How To Live with Your Boyfriend
I've lived with other people. My first year of college I had a roommate and seven suitemates, in my second year of college I shared a closet-sized room with the nicest girl ever, and my final year of college I got an apartment with one of my best friends.
But then I lived alone for a year, and I ended up LOVING it. I got to be very selfish and live exactly the way I wanted with nobody to answer to. Alas, that couldn't last forever, and I moved in with my boyfriend about six months ago. Nobody tells you that living with your romantic partner is a hell of a lot different than just living with a roommate.
When you live with a roommate you basically just live separate lives within a common space. Of course, you hang out, divide some chores, and lay some ground rules to keep the peace, but you don't create a life together. So since living with my boyfriend, I've learned quite a few things:
We have different levels of cleanliness. It's not like one of us is a neat freak and the other is a slob, but we both have our quirks and we had to reconcile those so as not to drive the other up a wall. For example, Michael HATES when the dish soap sits on the counter, it HAS to be put away. And I can't stand leaving dishes in the sink overnight so everything has to be washed before I go to bed no matter who got it dirty. Once we figured out these differences, we have both made an effort to accommodate the other. They aren't big things, they are just different habits to make.
Next set of rules I noticed were boundaries, or in our case, the lack thereof. However, it did dawn on me that other couples might have stronger senses of shame so this is a crucial one to figure out. For example, for us, it's not an issue for both of us to be in the bathroom getting ready at the same time, or if someone is showering and someone is going to the bathroom it's fine. On the other hand, we both usually prefer to take phone calls privately so we'll go to a separate room and close the door. Or if I'm taking a bath, I prefer solitude. Knocking is preferred in cases like those but figuring out when you need some privacy, in general, will be a big deal when cohabitating.
In the same vein, it was SUPER important for us to figure out how to give each other enough alone time. I, especially, need a lot of alone time and being able to communicate was a struggle at first because I would feel guilty for asking for time by myself when I had just spent the whole week travelling for work or something. We had many a discussion about this and basically, as long as we're super transparent about what either of us is feeling, we are good to go. And when I say transparent I mean 'Hey, I need about three hours of alone time today'. It may sound clinical, but it does the trick.
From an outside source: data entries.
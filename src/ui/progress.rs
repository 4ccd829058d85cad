//! Progress indicators with CI fallback

use super::context::UiContext;
use crate::pipeline::StageOutcome;
use console::style;
use indicatif::{ProgressBar, ProgressStyle};
use std::time::Duration;

/// Stages a build reports progress for
const BUILD_STAGES: u64 = 3;

/// Build progress across pipeline stages.
///
/// An indicatif bar in interactive mode, one line per stage otherwise.
#[derive(Clone)]
pub struct BuildProgress {
    bar: Option<ProgressBar>,
}

impl BuildProgress {
    pub fn new(ctx: &UiContext, label: &str) -> Self {
        let bar = ctx.use_fancy_output().then(|| {
            let bar = ProgressBar::new(BUILD_STAGES);
            let style = ProgressStyle::default_bar()
                .template("  {spinner:.blue} {prefix}  {bar:20.blue/dim} {pos}/{len} {msg:.dim}  {elapsed:.dim}")
                .unwrap_or_else(|_| ProgressStyle::default_bar())
                .tick_chars("⠋⠙⠹⠸⠼⠴⠦⠧⠇⠏ ")
                .progress_chars("━╸─");
            bar.set_style(style);
            bar.set_prefix(label.to_string());
            bar.set_message("toolchain");
            bar.enable_steady_tick(Duration::from_millis(120));
            bar
        });
        Self { bar }
    }

    /// Record a finished stage
    pub fn on_stage(&self, outcome: &StageOutcome) {
        let how = if outcome.cached { "cached" } else { "built" };
        match self.bar {
            Some(ref bar) => {
                bar.inc(1);
                bar.set_message(format!("{} {}", outcome.stage, how));
            }
            None => println!(
                "  {} {} {} ({})",
                style("[OK]").green(),
                outcome.stage,
                how,
                outcome.layer.short_fingerprint()
            ),
        }
    }

    /// Remove the bar
    pub fn finish(&self) {
        if let Some(ref bar) = self.bar {
            bar.finish_and_clear();
        }
    }
}

/// A single-task spinner with CI fallback
pub struct TaskSpinner {
    spinner: Option<cliclack::ProgressBar>,
    interactive: bool,
}

impl TaskSpinner {
    pub fn new(ctx: &UiContext) -> Self {
        Self {
            spinner: None,
            interactive: ctx.use_fancy_output(),
        }
    }

    pub fn start(&mut self, message: &str) {
        if self.interactive {
            let spinner = cliclack::spinner();
            spinner.start(message);
            self.spinner = Some(spinner);
        } else {
            println!("{} {}", style("...").dim(), message);
        }
    }

    pub fn stop(&mut self, message: &str) {
        match self.spinner.take() {
            Some(spinner) => spinner.stop(message),
            None => println!("{} {}", style("[OK]").green(), message),
        }
    }

    pub fn stop_error(&mut self, message: &str) {
        match self.spinner.take() {
            Some(spinner) => spinner.error(message),
            None => println!("{} {}", style("[FAIL]").red(), message),
        }
    }
}
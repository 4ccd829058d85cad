//! Status command - show the last build of this project

use super::ProjectContext;
use crate::cli::args::ProjectArgs;
use crate::error::DockyardResult;
use crate::layer::{LayerState, LayerStore};
use crate::lock::LockSet;
use crate::pipeline::PipelineState;
use crate::ui::{self, Status, UiContext};

/// Execute the status command
pub async fn execute(_args: ProjectArgs, project: &ProjectContext) -> DockyardResult<()> {
    let ctx = UiContext::detect();
    let config = &project.config;
    ui::intro(&ctx, "dockyard status");

    ui::section(&ctx, "Project");
    ui::key_value(&ctx, "Directory", &project.project_dir.display().to_string());
    ui::key_value(
        &ctx,
        "Config",
        &project
            .local_path
            .as_ref()
            .map(|p| p.display().to_string())
            .unwrap_or_else(|| "(global only)".to_string()),
    );
    ui::key_value(&ctx, "Entry", &config.service.entry);
    ui::key_value(&ctx, "Bind", &config.service.bind_addr());

    ui::section(&ctx, "Lock file");
    match LockSet::read(&config.dependencies.lockfile) {
        Ok(lock) => ui::step(
            &ctx,
            Status::Ok,
            &format!("{} packages, hash {}", lock.len(), lock.short_hash()),
        ),
        Err(e) => ui::step(&ctx, Status::Fail, &e.to_string()),
    }

    ui::section(&ctx, "Build");
    if !config.image.root.join("build.json").exists() {
        ui::step_info(&ctx, "No build yet");
        ui::remark(&ctx, "Run: dockyard build");
        return Ok(());
    }

    let store = LayerStore::open(&config.image.root).await?;
    let state = store.state();
    let reached = if state.reached >= PipelineState::SourceStaged {
        Status::Ok
    } else {
        Status::Warn
    };
    ui::step(&ctx, reached, &format!("Reached {}", state.reached));
    ui::key_value(&ctx, "Build", &state.build_id.to_string());
    ui::key_value(
        &ctx,
        "Updated",
        &state.updated_at.format("%Y-%m-%d %H:%M:%S").to_string(),
    );

    for layer in &state.layers {
        let status = match layer.state {
            LayerState::Complete => Status::Ok,
            LayerState::Building => Status::Warn,
        };
        ui::step(
            &ctx,
            status,
            &format!("{:<13} {} {}", layer.stage, layer.short_fingerprint(), layer.state),
        );
    }

    Ok(())
}
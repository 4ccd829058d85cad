//! Local mirror fetcher

use super::{artifact_url, ArtifactFetcher};
use crate::error::{DockyardError, DockyardResult};
use crate::lock::LockEntry;
use async_trait::async_trait;
use std::path::PathBuf;
use tracing::debug;

/// Reads artifacts from a directory mirror or `file://` URLs
pub struct LocalFetcher {
    template: String,
    index: String,
}

impl LocalFetcher {
    pub fn new(template: String, index: String) -> Self {
        Self { template, index }
    }

    fn path_for(&self, entry: &LockEntry) -> DockyardResult<PathBuf> {
        let url = artifact_url(&self.template, &self.index, entry);
        if let Some(path) = url.strip_prefix("file://") {
            return Ok(PathBuf::from(path));
        }
        if url.contains("://") {
            return Err(DockyardError::NetworkFetchFailed {
                package: entry.name.clone(),
                reason: format!("unsupported artifact location {}", url),
            });
        }
        Ok(PathBuf::from(url))
    }
}

#[async_trait]
impl ArtifactFetcher for LocalFetcher {
    async fn fetch(&self, entry: &LockEntry) -> DockyardResult<Vec<u8>> {
        let path = self.path_for(entry)?;
        debug!("Reading artifact {}", path.display());
        tokio::fs::read(&path)
            .await
            .map_err(|e| DockyardError::NetworkFetchFailed {
                package: entry.name.clone(),
                reason: format!("{}: {}", path.display(), e),
            })
    }

    fn backend_name(&self) -> &'static str {
        "local"
    }
}
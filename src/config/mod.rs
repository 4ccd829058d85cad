//! Configuration management for Dockyard

pub mod schema;

pub use schema::{Config, ServiceConfig};

use crate::error::{DockyardError, DockyardResult};
use std::path::{Path, PathBuf};
use tokio::fs;
use tracing::debug;

/// File name of the project-local configuration
pub const LOCAL_CONFIG_NAME: &str = "dockyard.toml";

/// Configuration manager
pub struct ConfigManager {
    config_path: PathBuf,
}

impl ConfigManager {
    /// Create a new config manager with default path
    pub fn new() -> Self {
        Self {
            config_path: Self::default_config_path(),
        }
    }

    /// Create a config manager with a custom path
    pub fn with_path(path: PathBuf) -> Self {
        Self { config_path: path }
    }

    /// Get the default config file path
    pub fn default_config_path() -> PathBuf {
        dirs::config_dir()
            .unwrap_or_else(|| PathBuf::from("."))
            .join("dockyard")
            .join("config.toml")
    }

    /// Get the state directory path
    pub fn state_dir() -> PathBuf {
        dirs::state_dir()
            .or_else(dirs::data_local_dir)
            .unwrap_or_else(|| PathBuf::from("."))
            .join("dockyard")
    }

    /// Get the audit log path
    pub fn audit_log_path() -> PathBuf {
        Self::state_dir().join("audit.log")
    }

    /// Walk up from `start` looking for a project-local `dockyard.toml`
    pub fn find_local_config(start: &Path) -> Option<PathBuf> {
        start
            .ancestors()
            .map(|dir| dir.join(LOCAL_CONFIG_NAME))
            .find(|candidate| candidate.is_file())
    }

    /// Load the global config with an optional project config merged over it.
    ///
    /// Tables merge key by key; any other value in the project config
    /// replaces the global one.
    pub async fn load_merged(&self, local: Option<&Path>) -> DockyardResult<Config> {
        let mut merged = if self.config_path.exists() {
            read_toml_value(&self.config_path).await?
        } else {
            toml::Value::Table(toml::map::Map::new())
        };

        let origin = match local {
            Some(local_path) => {
                debug!("Merging project config {}", local_path.display());
                let overlay = read_toml_value(local_path).await?;
                merge_values(&mut merged, overlay);
                local_path
            }
            None => self.config_path.as_path(),
        };

        merged.try_into().map_err(|e: toml::de::Error| DockyardError::ConfigInvalid {
            path: origin.to_path_buf(),
            reason: e.to_string(),
        })
    }

    /// Ensure the state directory exists
    pub async fn ensure_state_dirs() -> DockyardResult<()> {
        let dir = Self::state_dir();
        fs::create_dir_all(&dir)
            .await
            .map_err(|e| DockyardError::io(format!("creating directory {}", dir.display()), e))
    }

    /// Get the config file path
    pub fn path(&self) -> &Path {
        &self.config_path
    }
}

impl Default for ConfigManager {
    fn default() -> Self {
        Self::new()
    }
}

async fn read_toml_value(path: &Path) -> DockyardResult<toml::Value> {
    let content = fs::read_to_string(path)
        .await
        .map_err(|e| DockyardError::io(format!("reading config from {}", path.display()), e))?;

    content.parse().map_err(|e: toml::de::Error| DockyardError::ConfigInvalid {
        path: path.to_path_buf(),
        reason: e.to_string(),
    })
}

fn merge_values(base: &mut toml::Value, overlay: toml::Value) {
    match (base, overlay) {
        (toml::Value::Table(base_table), toml::Value::Table(overlay_table)) => {
            for (key, value) in overlay_table {
                match base_table.get_mut(&key) {
                    Some(existing) => merge_values(existing, value),
                    None => {
                        base_table.insert(key, value);
                    }
                }
            }
        }
        (slot, value) => *slot = value,
    }
}

#[cfg(test)]
mod tests {
    use super::*;
    use tempfile::TempDir;

    #[tokio::test]
    async fn defaults_when_no_config_exists() {
        let temp = TempDir::new().unwrap();
        let manager = ConfigManager::with_path(temp.path().join("nonexistent.toml"));

        let config = manager.load_merged(None).await.unwrap();
        assert_eq!(config.service.entry, "main:app");
        assert_eq!(config.image.expose, config.service.port);
    }

    #[tokio::test]
    async fn local_config_overrides_global() {
        let temp = TempDir::new().unwrap();
        let global = temp.path().join("config.toml");
        std::fs::write(
            &global,
            "[service]\nhost = \"127.0.0.1\"\nport = 9000\n[image]\nexpose = 9000\n",
        )
        .unwrap();

        let local = temp.path().join(LOCAL_CONFIG_NAME);
        std::fs::write(&local, "[service]\nentry = \"service:app\"\n").unwrap();

        let config = ConfigManager::with_path(global)
            .load_merged(Some(&local))
            .await
            .unwrap();

        assert_eq!(config.service.entry, "service:app");
        assert_eq!(config.service.host, "127.0.0.1");
        assert_eq!(config.service.port, 9000);
    }

    #[tokio::test]
    async fn invalid_local_config_names_file() {
        let temp = TempDir::new().unwrap();
        let local = temp.path().join(LOCAL_CONFIG_NAME);
        std::fs::write(&local, "[service]\nport = \"not a number\"\n").unwrap();

        let err = ConfigManager::with_path(temp.path().join("missing.toml"))
            .load_merged(Some(&local))
            .await
            .unwrap_err();

        match err {
            DockyardError::ConfigInvalid { path, .. } => assert_eq!(path, local),
            other => panic!("unexpected error: {other}"),
        }
    }

    #[test]
    fn find_local_config_walks_up() {
        let temp = TempDir::new().unwrap();
        std::fs::write(temp.path().join(LOCAL_CONFIG_NAME), "").unwrap();
        let nested = temp.path().join("a").join("b");
        std::fs::create_dir_all(&nested).unwrap();

        let found = ConfigManager::find_local_config(&nested).unwrap();
        assert_eq!(found, temp.path().join(LOCAL_CONFIG_NAME));
    }

    #[test]
    fn merge_replaces_scalars_and_arrays() {
        let mut base: toml::Value = toml::from_str("a = [1, 2]\n[t]\nx = 1\ny = 2\n").unwrap();
        let overlay: toml::Value = toml::from_str("a = [3]\n[t]\ny = 5\n").unwrap();
        merge_values(&mut base, overlay);

        assert_eq!(base["a"].as_array().unwrap().len(), 1);
        assert_eq!(base["t"]["x"].as_integer(), Some(1));
        assert_eq!(base["t"]["y"].as_integer(), Some(5));
    }
}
A smaller, but surprisingly significant part of living together is splitting up chores. With roommates, it's pretty easy because you basically just look after your own shit and spend a day every two weeks cleaning the whole apartment. With a significant other, you share all of those responsibilities and the problems arise when one person feels like they do more than the other. To avoid this, we found it was helpful to have our own 'jobs'. For instance, when I'm home, I pretty much always am responsible for the laundry. Michael handles the dishwasher. I clean the bathrooms, and he cleans the floors and kitchen (don't feel bad for me, I HATE mopping so much more than scrubbing toilets). If I cook, Michael cleans up and vice versa. If we both do our jobs, neither one of us feels like we're stuck with all the housework.
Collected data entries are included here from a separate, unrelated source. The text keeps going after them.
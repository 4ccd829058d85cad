//! Lock file reading
//!
//! The lock file (`dockyard.lock`) is produced by an external locking tool
//! and records the exact version and integrity digest of every package.
//! It is read once per build. Its content hash keys the dependency layer:
//! same lock file = same dependency cache.

pub mod digest;

pub use digest::{Algorithm, Digest};

use crate::error::{DockyardError, DockyardResult};
use serde::Deserialize;
use sha2::{Digest as _, Sha256};
use std::collections::HashMap;
use std::fs;
use std::path::{Path, PathBuf};
use tracing::debug;

/// Highest lock format version this reader understands
const LOCK_FORMAT_VERSION: u32 = 1;

/// One locked package
#[derive(Debug, Clone, PartialEq, Eq)]
pub struct LockEntry {
    /// Package name, unique within a lock set
    pub name: String,
    /// Exact version
    pub version: semver::Version,
    /// Expected digest of the fetched artifact
    pub digest: Digest,
    /// Explicit artifact URL, overriding the index template
    pub url: Option<String>,
}

impl LockEntry {
    /// Directory name of this package inside the shared site namespace
    pub fn install_dir_name(&self) -> String {
        format!("{}-{}", self.name, self.version)
    }
}

/// The ordered contents of a lock file
#[derive(Debug, Clone)]
pub struct LockSet {
    /// Path the lock file was read from
    pub path: PathBuf,
    /// SHA256 of the raw lock file bytes (full hex)
    pub content_hash: String,
    /// Entries in declared order
    pub entries: Vec<LockEntry>,
}

#[derive(Debug, Deserialize)]
struct RawLockFile {
    #[serde(default = "default_format_version")]
    version: u32,

    #[serde(default, rename = "package")]
    packages: Vec<RawLockEntry>,
}

fn default_format_version() -> u32 {
    LOCK_FORMAT_VERSION
}

#[derive(Debug, Deserialize)]
#[serde(deny_unknown_fields)]
struct RawLockEntry {
    name: String,
    version: String,
    digest: String,
    #[serde(default)]
    url: Option<String>,
}

impl LockSet {
    /// Read and validate a lock file from disk
    pub fn read(path: &Path) -> DockyardResult<Self> {
        let bytes = fs::read(path).map_err(|e| DockyardError::MalformedLockFile {
            path: path.to_path_buf(),
            reason: format!("cannot read: {}", e),
        })?;
        Self::from_bytes(path, &bytes)
    }

    /// Parse lock file contents; `path` is only used for reporting
    pub fn from_bytes(path: &Path, bytes: &[u8]) -> DockyardResult<Self> {
        let malformed = |reason: String| DockyardError::MalformedLockFile {
            path: path.to_path_buf(),
            reason,
        };

        let content = std::str::from_utf8(bytes).map_err(|e| malformed(e.to_string()))?;
        let raw: RawLockFile = toml::from_str(content).map_err(|e| malformed(e.to_string()))?;

        if raw.version > LOCK_FORMAT_VERSION {
            return Err(malformed(format!(
                "unsupported lock format version {} (max {})",
                raw.version, LOCK_FORMAT_VERSION
            )));
        }

        let mut entries: Vec<LockEntry> = Vec::with_capacity(raw.packages.len());
        let mut seen: HashMap<String, usize> = HashMap::new();

        for raw_entry in raw.packages {
            validate_name(&raw_entry.name).map_err(&malformed)?;

            let version = semver::Version::parse(&raw_entry.version).map_err(|e| {
                malformed(format!(
                    "{}: version '{}' is not an exact version: {}",
                    raw_entry.name, raw_entry.version, e
                ))
            })?;

            let digest: Digest = raw_entry
                .digest
                .parse()
                .map_err(|e: String| malformed(format!("{}: {}", raw_entry.name, e)))?;

            let entry = LockEntry {
                name: raw_entry.name,
                version,
                digest,
                url: raw_entry.url,
            };

            if let Some(&index) = seen.get(&entry.name) {
                let first = &entries[index];
                if first.version != entry.version || first.digest != entry.digest {
                    return Err(DockyardError::DuplicatePackage { name: entry.name });
                }
                debug!("Collapsing repeated lock entry {}", entry.name);
                continue;
            }

            seen.insert(entry.name.clone(), entries.len());
            entries.push(entry);
        }

        let content_hash = hex::encode(Sha256::digest(bytes));
        debug!(
            "Read {} lock entries from {} ({})",
            entries.len(),
            path.display(),
            &content_hash[..12]
        );

        Ok(Self {
            path: path.to_path_buf(),
            content_hash,
            entries,
        })
    }

    /// First 12 hex chars of the content hash
    pub fn short_hash(&self) -> &str {
        &self.content_hash[..12]
    }

    pub fn len(&self) -> usize {
        self.entries.len()
    }

    pub fn is_empty(&self) -> bool {
        self.entries.is_empty()
    }
}

/// Package names become directory names, so keep them to a safe charset
fn validate_name(name: &str) -> Result<(), String> {
    if name.is_empty() {
        return Err("package name is empty".to_string());
    }
    if name.starts_with('.') {
        return Err(format!("package name '{}' starts with '.'", name));
    }
    if !name
        .chars()
        .all(|c| c.is_ascii_alphanumeric() || matches!(c, '-' | '_' | '.'))
    {
        return Err(format!("package name '{}' contains invalid characters", name));
    }
    Ok(())
}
Last but not least: you can't hide your gross parts anymore. If one of you is sick, you both are living with it. On the bright side, this means you always have someone to take care of you or help you out. If you've got a cold, the other can pick up some medicine. If you've got a horrible kink in your neck, the other can try and massage it out. And if you've got a weird bump on your back, the other can check for skin cancer. The point is, my relationship has lost any sense of glamour it may have once had because we're both comfortable enough to show each other our uncomfortable sides.
To me, living together is one of the potential biggest hurdles in a long-term relationship. I mean, if you can't cohabitate, good luck making it for the long haul. There have definitely been annoyances, fights, and teary discussions trying to figure all this stuff out. But despite the bad, and the ugly, moving in with my boyfriend was one of the best decisions.